Effect of Top-Coat Structure on Thermal Stress in GdYb-YSZ/YSZ Double-Ceramic-Layer Thermal Barrier Coatings

Investigating the relationship between coating structure and thermal stress is crucial for improving the service performance of double-ceramic-layer (DCL) thermal barrier coatings (TBCs). This study systematically examines a DCL TBC comprising a Gd2O3-Yb2O3-Y2O3 co-doped ZrO2 (GYYZ) top layer and Y2O3-stabilized ZrO2 (YSZ) intermediate layer. Using combined finite element analysis and experimental validation, the influence of top-layer structural parameters (porosity, pore size, thickness) on thermal stress distribution under thermal shock conditions and resultant coating performance was investigated. Results indicate that coating interfaces, particularly GYYZ/YSZ and YSZ/bond coat (BC) interfaces, exhibit high sensitivity to top-layer structural parameters.
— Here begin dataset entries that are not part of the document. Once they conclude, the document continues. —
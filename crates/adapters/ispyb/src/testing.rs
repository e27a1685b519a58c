//! 测试用的隧道和会话替身

use std::net::{Ipv4Addr, SocketAddr};
use std::sync::Arc;
use std::sync::atomic::{AtomicU32, Ordering};
use std::time::Duration;

use async_trait::async_trait;
use taa_common::RetryConfig;

use crate::config::ConnectionSettings;
use crate::error::{IspybError, IspybResult};
use crate::session::{RemoteRecord, Session, SessionFactory};
use crate::tunnel::{Tunnel, TunnelFactory};

pub(crate) fn settings() -> ConnectionSettings {
    ConnectionSettings {
        handshake_retry: RetryConfig::fixed(5, Duration::from_millis(1)),
        inactivity: Duration::from_secs(360),
    }
}

#[derive(Default)]
pub(crate) struct FakeTunnels {
    fail: bool,
    started: AtomicU32,
    closed: Arc<AtomicU32>,
}

impl FakeTunnels {
    pub(crate) fn new() -> Arc<Self> {
        Arc::new(Self::default())
    }

    pub(crate) fn failing() -> Arc<Self> {
        Arc::new(Self {
            fail: true,
            ..Self::default()
        })
    }

    pub(crate) fn started(&self) -> u32 {
        self.started.load(Ordering::SeqCst)
    }

    pub(crate) fn closed(&self) -> u32 {
        self.closed.load(Ordering::SeqCst)
    }
}

struct FakeTunnel {
    closed: Arc<AtomicU32>,
}

#[async_trait]
impl Tunnel for FakeTunnel {
    fn local_addr(&self) -> SocketAddr {
        SocketAddr::from((Ipv4Addr::LOCALHOST, 13306))
    }

    async fn close(self: Box<Self>) {
        self.closed.fetch_add(1, Ordering::SeqCst);
    }
}

#[async_trait]
impl TunnelFactory for FakeTunnels {
    async fn start(&self) -> IspybResult<Box<dyn Tunnel>> {
        if self.fail {
            return Err(IspybError::tunnel("bastion unreachable"));
        }
        self.started.fetch_add(1, Ordering::SeqCst);
        Ok(Box::new(FakeTunnel {
            closed: self.closed.clone(),
        }))
    }
}

#[derive(Default)]
struct SessionCounters {
    connects: AtomicU32,
    calls: AtomicU32,
    closed: AtomicU32,
    in_flight: AtomicU32,
    max_in_flight: AtomicU32,
    failing_calls: AtomicU32,
}

#[derive(Default)]
pub(crate) struct FakeSessions {
    failing_connects: u32,
    rows: Vec<RemoteRecord>,
    call_delay: Duration,
    counters: Arc<SessionCounters>,
}

impl FakeSessions {
    pub(crate) fn new() -> Arc<Self> {
        Arc::new(Self::default())
    }

    fn rebuild(self: Arc<Self>, update: impl FnOnce(&mut Self)) -> Arc<Self> {
        let mut fake = Self {
            failing_connects: self.failing_connects,
            rows: self.rows.clone(),
            call_delay: self.call_delay,
            counters: self.counters.clone(),
        };
        update(&mut fake);
        Arc::new(fake)
    }

    /// 前 n 次握手失败
    pub(crate) fn failing_connects(self: Arc<Self>, n: u32) -> Arc<Self> {
        self.rebuild(|fake| fake.failing_connects = n)
    }

    /// 前 n 次调用失败
    pub(crate) fn failing_calls(self: Arc<Self>, n: u32) -> Arc<Self> {
        self.counters.failing_calls.store(n, Ordering::SeqCst);
        self
    }

    pub(crate) fn with_rows(self: Arc<Self>, rows: Vec<RemoteRecord>) -> Arc<Self> {
        self.rebuild(|fake| fake.rows = rows)
    }

    pub(crate) fn with_call_delay(self: Arc<Self>, delay: Duration) -> Arc<Self> {
        self.rebuild(|fake| fake.call_delay = delay)
    }

    pub(crate) fn connects(&self) -> u32 {
        self.counters.connects.load(Ordering::SeqCst)
    }

    pub(crate) fn calls(&self) -> u32 {
        self.counters.calls.load(Ordering::SeqCst)
    }

    pub(crate) fn closed(&self) -> u32 {
        self.counters.closed.load(Ordering::SeqCst)
    }

    pub(crate) fn max_concurrent_calls(&self) -> u32 {
        self.counters.max_in_flight.load(Ordering::SeqCst)
    }
}

#[async_trait]
impl SessionFactory for FakeSessions {
    async fn connect(&self, _addr: SocketAddr) -> IspybResult<Box<dyn Session>> {
        let attempt = self.counters.connects.fetch_add(1, Ordering::SeqCst);
        if attempt < self.failing_connects {
            return Err(IspybError::connection("access denied"));
        }
        Ok(Box::new(FakeSession {
            rows: self.rows.clone(),
            call_delay: self.call_delay,
            counters: self.counters.clone(),
        }))
    }
}

struct FakeSession {
    rows: Vec<RemoteRecord>,
    call_delay: Duration,
    counters: Arc<SessionCounters>,
}

#[async_trait]
impl Session for FakeSession {
    async fn call(&mut self, _procedure: &str, _args: &[&str]) -> IspybResult<Vec<RemoteRecord>> {
        let counters = &self.counters;
        counters.calls.fetch_add(1, Ordering::SeqCst);
        let now = counters.in_flight.fetch_add(1, Ordering::SeqCst) + 1;
        counters.max_in_flight.fetch_max(now, Ordering::SeqCst);

        if !self.call_delay.is_zero() {
            tokio::time::sleep(self.call_delay).await;
        }
        counters.in_flight.fetch_sub(1, Ordering::SeqCst);

        let failing = counters
            .failing_calls
            .fetch_update(Ordering::SeqCst, Ordering::SeqCst, |n| n.checked_sub(1))
            .is_ok();
        if failing {
            return Err(IspybError::retrieve("lost connection to MySQL server"));
        }
        Ok(self.rows.clone())
    }

    async fn close(self: Box<Self>) {
        self.counters.closed.fetch_add(1, Ordering::SeqCst);
    }
}
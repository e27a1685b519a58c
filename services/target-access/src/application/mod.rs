//! 应用层：缓存旁路的刷新编排和上游健康检查

mod entry;
mod locks;
mod probe;
mod refresh;

pub use locks::*;
pub use probe::*;
pub use refresh::*;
Optimal GYYZ top-layer parameters were identified as: 10–15 vol.% porosity, 10–20 μm pore diameter, and ~0.15 mm thickness. Reducing the top-layer porosity from 20 vol.% to 15 vol.% increased microhardness by 12.8% and extended thermal cycling life by 87.5%. The coating failure mode shifted from the YSZ/BC interface to the GYYZ/YSZ interface, aligning with simulated thermal stress distributions.